● **Your assignment**
Check every line below, and copy those that include "status".

*** Study material ***

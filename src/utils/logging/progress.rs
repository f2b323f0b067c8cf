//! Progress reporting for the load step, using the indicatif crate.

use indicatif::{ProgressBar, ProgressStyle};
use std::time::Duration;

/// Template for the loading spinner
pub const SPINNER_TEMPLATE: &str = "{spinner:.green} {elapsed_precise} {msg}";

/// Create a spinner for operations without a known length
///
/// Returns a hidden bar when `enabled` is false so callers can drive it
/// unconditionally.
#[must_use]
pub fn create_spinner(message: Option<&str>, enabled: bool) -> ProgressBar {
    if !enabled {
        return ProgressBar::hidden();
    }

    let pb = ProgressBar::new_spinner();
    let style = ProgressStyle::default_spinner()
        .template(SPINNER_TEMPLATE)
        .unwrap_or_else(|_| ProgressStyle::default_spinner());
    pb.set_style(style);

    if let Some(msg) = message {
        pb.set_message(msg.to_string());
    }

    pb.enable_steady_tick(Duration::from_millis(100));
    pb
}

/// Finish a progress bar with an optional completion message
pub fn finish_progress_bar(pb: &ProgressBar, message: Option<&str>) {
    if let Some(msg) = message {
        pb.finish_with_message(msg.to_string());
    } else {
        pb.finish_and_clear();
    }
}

***
*** Study material ***

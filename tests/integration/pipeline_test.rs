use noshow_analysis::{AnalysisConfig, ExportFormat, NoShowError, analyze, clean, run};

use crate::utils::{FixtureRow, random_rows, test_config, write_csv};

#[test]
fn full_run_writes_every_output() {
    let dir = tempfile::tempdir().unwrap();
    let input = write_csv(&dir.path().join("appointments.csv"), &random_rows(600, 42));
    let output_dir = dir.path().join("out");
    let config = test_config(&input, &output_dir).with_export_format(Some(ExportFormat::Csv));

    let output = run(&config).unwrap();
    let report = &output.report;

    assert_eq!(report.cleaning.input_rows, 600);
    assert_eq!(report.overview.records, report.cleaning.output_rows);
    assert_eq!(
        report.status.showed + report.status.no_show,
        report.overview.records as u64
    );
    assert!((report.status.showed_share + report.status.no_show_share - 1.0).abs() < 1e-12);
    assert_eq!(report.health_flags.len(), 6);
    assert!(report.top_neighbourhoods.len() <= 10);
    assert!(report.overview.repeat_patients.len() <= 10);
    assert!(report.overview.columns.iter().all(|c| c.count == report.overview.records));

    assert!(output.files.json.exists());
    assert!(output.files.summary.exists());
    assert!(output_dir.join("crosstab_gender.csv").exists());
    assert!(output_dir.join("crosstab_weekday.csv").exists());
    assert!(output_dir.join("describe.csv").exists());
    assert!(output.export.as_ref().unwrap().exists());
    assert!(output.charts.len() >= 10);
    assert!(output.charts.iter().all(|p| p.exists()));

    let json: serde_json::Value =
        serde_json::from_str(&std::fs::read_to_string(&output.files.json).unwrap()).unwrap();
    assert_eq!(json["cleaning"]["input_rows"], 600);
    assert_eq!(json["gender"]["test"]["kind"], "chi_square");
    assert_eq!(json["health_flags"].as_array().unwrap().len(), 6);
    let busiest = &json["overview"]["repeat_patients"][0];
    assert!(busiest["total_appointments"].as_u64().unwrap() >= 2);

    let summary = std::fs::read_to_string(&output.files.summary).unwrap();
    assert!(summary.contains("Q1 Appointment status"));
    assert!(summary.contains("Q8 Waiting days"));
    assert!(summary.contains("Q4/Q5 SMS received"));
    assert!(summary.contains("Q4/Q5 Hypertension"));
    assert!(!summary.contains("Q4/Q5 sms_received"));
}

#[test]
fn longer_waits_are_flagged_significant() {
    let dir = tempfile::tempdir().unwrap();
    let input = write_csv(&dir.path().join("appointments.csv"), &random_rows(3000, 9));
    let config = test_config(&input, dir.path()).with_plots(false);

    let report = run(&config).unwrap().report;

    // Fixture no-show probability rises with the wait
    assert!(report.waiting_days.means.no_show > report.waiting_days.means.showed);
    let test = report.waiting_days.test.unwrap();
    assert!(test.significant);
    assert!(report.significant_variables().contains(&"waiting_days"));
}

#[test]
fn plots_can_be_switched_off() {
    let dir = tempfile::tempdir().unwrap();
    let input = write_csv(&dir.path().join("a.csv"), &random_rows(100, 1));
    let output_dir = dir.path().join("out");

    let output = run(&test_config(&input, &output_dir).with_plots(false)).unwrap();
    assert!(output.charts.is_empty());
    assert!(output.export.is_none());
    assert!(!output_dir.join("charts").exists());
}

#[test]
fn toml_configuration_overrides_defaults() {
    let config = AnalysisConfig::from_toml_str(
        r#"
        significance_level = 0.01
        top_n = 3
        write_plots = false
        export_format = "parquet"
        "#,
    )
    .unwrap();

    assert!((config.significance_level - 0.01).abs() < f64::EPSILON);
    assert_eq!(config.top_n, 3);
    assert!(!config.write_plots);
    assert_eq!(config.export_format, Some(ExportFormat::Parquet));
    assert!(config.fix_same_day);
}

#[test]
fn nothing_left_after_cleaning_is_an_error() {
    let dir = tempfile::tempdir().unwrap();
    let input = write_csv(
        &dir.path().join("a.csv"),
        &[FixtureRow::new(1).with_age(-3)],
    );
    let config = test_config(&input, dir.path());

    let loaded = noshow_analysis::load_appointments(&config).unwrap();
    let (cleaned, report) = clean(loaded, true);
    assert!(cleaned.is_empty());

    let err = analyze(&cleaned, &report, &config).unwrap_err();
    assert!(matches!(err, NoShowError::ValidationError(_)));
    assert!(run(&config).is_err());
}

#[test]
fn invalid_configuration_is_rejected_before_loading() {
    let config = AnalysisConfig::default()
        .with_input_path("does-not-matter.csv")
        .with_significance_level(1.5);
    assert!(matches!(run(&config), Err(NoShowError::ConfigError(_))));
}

***

● **Your solution**
        report.status.showed + report.status.no_show,
    assert!((report.status.showed_share + report.status.no_show_share - 1.0).abs() < 1e-12);
    assert!(summary.contains("Q1 Appointment status"));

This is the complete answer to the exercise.